Work through the entries that follow and state how many lines contain the word "RenderMode". Only the number is wanted.

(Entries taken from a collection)
....................
//! Integration test: configuration-driven startup.
//!
//! Loads a controller configuration from TOML, brings up the reporter,
//! catalog and banner, and checks what the first reports look like before
//! and after a settings change.

use std::io::Write;
use std::sync::Arc;

use cnc_common::config::{ConfigError, ConfigLoader, ControllerConfig};
use cnc_common::report_flags::SharedReportState;
use cnc_common::settings::GroupFilter;
use cnc_common::snapshot::MachineSnapshot;
use cnc_common::state::MachineState;
use cnc_common::status::StatusCode;
use cnc_report::catalog::{Catalog, RenderMode};
use cnc_report::core_settings::core_chain;
use cnc_report::hooks::Hooks;
use cnc_report::messages::welcome;
use cnc_report::status::StatusReporter;

const MILL_CONFIG: &str = r#"
axis_count = 4
report_inches = false

[shared]
log_level = "debug"
service_name = "mill-01"

[status_report]
machine_position = false
buffer_state = false
feed_speed = false
pin_state = false

[capabilities]
variable_spindle = true
tool_change = true

[refresh]
wco_busy = 40
wco_idle = 10
"#;

fn mill() -> ControllerConfig {
    let config = ControllerConfig::from_toml(MILL_CONFIG).expect("mill config parses");
    config.validate().expect("mill config is valid");
    config
}

fn emit(reporter: &mut StatusReporter, snapshot: &MachineSnapshot) -> String {
    let mut out = String::new();
    reporter.emit(snapshot, &Hooks::new(), &mut out);
    out
}

#[test]
fn partial_toml_keeps_defaults() {
    let config = mill();
    assert_eq!(config.axis_count, 4);
    assert_eq!(config.shared.service_name, "mill-01");
    assert!(config.status_report.work_coord_offset);
    assert!(config.status_report.overrides);
    assert!(!config.status_report.machine_position);
    assert_eq!(config.refresh.wco_busy, 40);
    assert_eq!(config.refresh.override_busy, 20);
    assert!(config.legacy_rt_commands);
}

#[test]
fn first_report_after_startup_carries_wco_and_overrides() {
    let config = mill();
    let mut reporter = StatusReporter::new(&config, Arc::new(SharedReportState::new()));
    let mut banner = String::new();
    welcome(&mut banner, reporter.counters());
    assert!(banner.starts_with("\r\nGrblHAL "));

    let mut snapshot = MachineSnapshot::default();
    snapshot.machine_position[0] = 10.0;
    snapshot.work_offset[0] = 2.5;

    let first = emit(&mut reporter, &snapshot);
    assert_eq!(
        first,
        "<Idle|WPos:7.500,0.000,0.000,0.000|WCO:2.500,0.000,0.000,0.000|Ov:100,100,100>\r\n"
    );

    let second = emit(&mut reporter, &snapshot);
    assert_eq!(second, "<Idle|WPos:7.500,0.000,0.000,0.000>\r\n");
}

#[test]
fn welcome_restarts_refresh_counters() {
    let config = mill();
    let mut reporter = StatusReporter::new(&config, Arc::new(SharedReportState::new()));
    let snapshot = MachineSnapshot {
        state: MachineState::Cycle,
        ..Default::default()
    };

    for _ in 0..3 {
        emit(&mut reporter, &snapshot);
    }
    assert!(!emit(&mut reporter, &snapshot).contains("|WCO:"));

    let mut banner = String::new();
    welcome(&mut banner, reporter.counters());
    let line = emit(&mut reporter, &snapshot);
    assert!(line.contains("|WCO:"), "{line}");
    assert!(line.contains("|Ov:"), "{line}");
}

#[test]
fn reconfigure_applies_new_fields_and_units() {
    let mut config = mill();
    let mut reporter = StatusReporter::new(&config, Arc::new(SharedReportState::new()));
    let mut snapshot = MachineSnapshot::default();
    snapshot.machine_position[0] = 25.4;

    emit(&mut reporter, &snapshot);

    config.report_inches = true;
    config.status_report.machine_position = true;
    config.status_report.work_coord_offset = false;
    config.status_report.overrides = false;
    reporter.reconfigure(&config);

    assert_eq!(
        emit(&mut reporter, &snapshot),
        "<Idle|MPos:1.0000,0.0000,0.0000,0.0000>\r\n"
    );
}

#[test]
fn catalog_follows_configured_capabilities() {
    let config = mill();
    let catalog = Catalog::new(core_chain(), &config);

    let mut out = String::new();
    let status = catalog.settings_details(GroupFilter::All, RenderMode::Human, &mut out);
    assert_eq!(status, StatusCode::Ok);
    assert!(out.contains("$33: Spindle PWM frequency in Hz\r\n"));
    assert!(out.contains("$341: Tool change mode:"));
    assert!(out.contains("$103: A-axis travel resolution in step/mm\r\n"));
    assert!(!out.contains("$6: "));
}

#[test]
fn invalid_refresh_intervals_are_rejected() {
    let config = ControllerConfig::from_toml("[refresh]\nwco_busy = 5\nwco_idle = 10\n")
        .expect("toml parses");
    assert!(matches!(
        config.validate(),
        Err(ConfigError::ValidationError(_))
    ));
}

#[test]
fn load_validated_reads_a_config_file() {
    let mut file = tempfile::NamedTempFile::new().expect("temp file");
    file.write_all(MILL_CONFIG.as_bytes()).expect("write config");

    let config = ControllerConfig::load_validated(file.path()).expect("config loads");
    assert_eq!(config.axis_count, 4);

    let missing = ControllerConfig::load_validated(std::path::Path::new("/nonexistent/cnc.toml"));
    assert!(matches!(missing, Err(ConfigError::FileNotFound)));
}
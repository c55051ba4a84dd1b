//! Catalog enumerator: settings, setting groups, alarm and error tables.
//!
//! Descriptors from every registry in the chain are merged, filtered,
//! sorted by id and rendered. Sorting needs one scratch array sized to the
//! whole chain; when that allocation fails the enumerator walks the
//! registries in declaration order instead. Both paths render the same set
//! of rows.

pub mod chain;
pub mod help;
pub mod render;

use cnc_common::codes::{ALARM_DETAILS, ERROR_DETAILS};
use cnc_common::config::ControllerConfig;
use cnc_common::settings::{
    GroupFilter, GroupId, SettingDescriptor, SettingGroupDescriptor, SettingId, SettingsRegistry,
    SettingsStore, normalize_group,
};
use cnc_common::status::StatusCode;
use tracing::{debug, warn};

use crate::stream::StreamWriter;

use self::chain::RegistryChain;
pub use self::render::RenderMode;
use self::render::{render_alarm, render_error, render_group, render_setting, render_setting_value};

/// What to enumerate.
#[derive(Debug, Clone, Copy, PartialEq, Eq)]
pub enum CatalogKind {
    /// One setting by id (axis ids resolve to their family).
    Setting(SettingId),
    /// All settings matching the group filter.
    Settings,
    /// Setting groups.
    Groups(GroupOrder),
    Alarms,
    Errors,
}

/// Sort key for group listings.
#[derive(Debug, Clone, Copy, PartialEq, Eq, Default)]
pub enum GroupOrder {
    #[default]
    ById,
    ByName,
}

/// Group filter resolved to a normalized group and axis offset.
#[derive(Debug, Clone, Copy)]
struct Scope {
    filter: GroupFilter,
    group: GroupId,
    offset: u8,
}

impl Scope {
    fn new(filter: GroupFilter) -> Self {
        let (group, offset) = match filter {
            GroupFilter::All => (0, 0),
            GroupFilter::Group(id) => normalize_group(id),
        };
        Self {
            filter,
            group,
            offset,
        }
    }

    fn matches(&self, setting: &SettingDescriptor) -> bool {
        match self.filter {
            GroupFilter::All => true,
            GroupFilter::Group(_) => setting.group == self.group,
        }
    }

    /// Per-axis instances of other axes are skipped when one axis group was
    /// requested.
    fn suppresses(&self, setting: &SettingDescriptor, offset: u8) -> bool {
        matches!(self.filter, GroupFilter::Group(_))
            && setting.group == self.group
            && offset != self.offset
    }
}

/// Settings, groups, alarms and errors of the controller and its plugins.
#[derive(Debug, Clone)]
pub struct Catalog {
    chain: RegistryChain,
    config: ControllerConfig,
    sorted: bool,
}

impl Catalog {
    pub fn new(chain: RegistryChain, config: &ControllerConfig) -> Self {
        Self {
            chain,
            config: config.clone(),
            sorted: true,
        }
    }

    pub fn chain(&self) -> &RegistryChain {
        &self.chain
    }

    pub fn config(&self) -> &ControllerConfig {
        &self.config
    }

    /// Add a plugin registry to the end of the chain.
    pub fn register(&mut self, registry: SettingsRegistry) -> bool {
        self.chain.register(registry)
    }

    pub fn set_config(&mut self, config: &ControllerConfig) {
        self.config = config.clone();
    }

    /// Enable or disable the sorted path. With sorting disabled every
    /// listing takes the unsorted per-registry walk.
    pub fn set_sorting(&mut self, enabled: bool) {
        self.sorted = enabled;
    }

    /// Scratch array for `count` entries, `None` selects the unsorted path.
    /// Both paths apply the same filter and render closure; only the order
    /// of the rows differs.
    fn scratch<T>(&self, count: usize) -> Option<Vec<T>> {
        if !self.sorted {
            debug!(count, "catalog sorting disabled, listing unsorted");
            return None;
        }
        let mut list = Vec::new();
        match list.try_reserve_exact(count) {
            Ok(()) => Some(list),
            Err(e) => {
                warn!(count, error = %e, "catalog scratch allocation failed, listing unsorted");
                None
            }
        }
    }

    /// Enumerate `kind`, restricted by `filter` for settings.
    pub fn enumerate(
        &self,
        kind: CatalogKind,
        filter: GroupFilter,
        mode: RenderMode,
        out: &mut dyn StreamWriter,
    ) -> StatusCode {
        match kind {
            CatalogKind::Setting(id) => self.setting_details(id, mode, out),
            CatalogKind::Settings => self.settings_details(filter, mode, out),
            CatalogKind::Groups(order) => {
                let prefix = match mode {
                    RenderMode::Human => Some(""),
                    RenderMode::Machine => None,
                };
                self.group_details(order, prefix, out)
            }
            CatalogKind::Alarms => Self::alarm_details(out),
            CatalogKind::Errors => Self::error_details(out),
        }
    }

    /// Details of the setting covering `id`.
    pub fn setting_details(
        &self,
        id: SettingId,
        mode: RenderMode,
        out: &mut dyn StreamWriter,
    ) -> StatusCode {
        match self.chain.find_setting(id, &self.config) {
            Some((setting, offset)) => {
                render_setting(out, setting, offset, mode);
                StatusCode::Ok
            }
            None => StatusCode::SettingDisabled,
        }
    }

    /// Details of every available setting in `filter`, ascending by id.
    ///
    /// Returns [`StatusCode::SettingDisabled`] when a named group renders
    /// no rows.
    pub fn settings_details(
        &self,
        filter: GroupFilter,
        mode: RenderMode,
        out: &mut dyn StreamWriter,
    ) -> StatusCode {
        let scope = Scope::new(filter);
        let axis_count = self.config.axis_count;
        let selected = |s: &&'static SettingDescriptor| scope.matches(s) && s.available(&self.config);

        let mut reported = false;
        let mut render = |setting: &SettingDescriptor| {
            for offset in 0..setting.instances(axis_count) {
                if !scope.suppresses(setting, offset) {
                    render_setting(out, setting, offset, mode);
                    reported = true;
                }
            }
        };

        match self.scratch::<&SettingDescriptor>(self.chain.setting_count()) {
            Some(mut list) => {
                list.extend(self.chain.settings().filter(selected));
                list.sort_by_key(|s| s.id);
                list.into_iter().for_each(&mut render);
            }
            None => self.chain.settings().filter(selected).for_each(&mut render),
        }

        if filter == GroupFilter::All || reported {
            StatusCode::Ok
        } else {
            StatusCode::SettingDisabled
        }
    }

    /// Available setting groups. `prefix` selects the plain `<prefix><name>`
    /// form; without it groups render as `[SETTINGGROUP:...]` records.
    pub fn group_details(
        &self,
        order: GroupOrder,
        prefix: Option<&str>,
        out: &mut dyn StreamWriter,
    ) -> StatusCode {
        let mut render = |group: &SettingGroupDescriptor| {
            if self.chain.group_available(group.id, &self.config) {
                render_group(out, group, prefix);
            }
        };

        match self.scratch::<&SettingGroupDescriptor>(self.chain.group_count()) {
            Some(mut list) => {
                list.extend(self.chain.groups());
                match order {
                    GroupOrder::ById => list.sort_by_key(|g| g.id),
                    GroupOrder::ByName => list.sort_by(|a, b| a.name.cmp(b.name)),
                }
                list.into_iter().for_each(&mut render);
            }
            None => self.chain.groups().for_each(&mut render),
        }

        StatusCode::Ok
    }

    pub fn alarm_details(out: &mut dyn StreamWriter) -> StatusCode {
        for alarm in ALARM_DETAILS.iter() {
            render_alarm(out, alarm);
        }
        StatusCode::Ok
    }

    pub fn error_details(out: &mut dyn StreamWriter) -> StatusCode {
        for error in ERROR_DETAILS.iter() {
            render_error(out, error);
        }
        StatusCode::Ok
    }

    /// `$<id>=<value>` for one setting.
    pub fn setting_value(
        &self,
        id: SettingId,
        store: &dyn SettingsStore,
        out: &mut dyn StreamWriter,
    ) -> StatusCode {
        match self.chain.find_setting(id, &self.config) {
            Some((setting, offset)) => {
                render_setting_value(out, setting, offset, store);
                StatusCode::Ok
            }
            None => StatusCode::SettingDisabled,
        }
    }

    /// `$$` listing. Without `all` only legacy settings of the controller
    /// core are listed; with it every registry contributes everything.
    pub fn setting_values(
        &self,
        all: bool,
        store: &dyn SettingsStore,
        out: &mut dyn StreamWriter,
    ) -> StatusCode {
        let axis_count = self.config.axis_count;
        let registries = self.chain.registries();
        let count = if all {
            self.chain.setting_count()
        } else {
            registries.first().map_or(0, |r| r.settings.len())
        };
        let selected = registries
            .iter()
            .take(if all { registries.len() } else { 1 })
            .flat_map(|r| r.settings.iter())
            .filter(|s| (all || s.is_legacy()) && s.available(&self.config));

        let mut render = |setting: &SettingDescriptor| {
            for offset in 0..setting.instances(axis_count) {
                render_setting_value(out, setting, offset, store);
            }
        };

        match self.scratch::<&SettingDescriptor>(count) {
            Some(mut list) => {
                list.extend(selected);
                list.sort_by_key(|s| s.id);
                list.into_iter().for_each(&mut render);
            }
            None => selected.for_each(&mut render),
        }

        StatusCode::Ok
    }
}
....................
* **Result of the exercise**: 8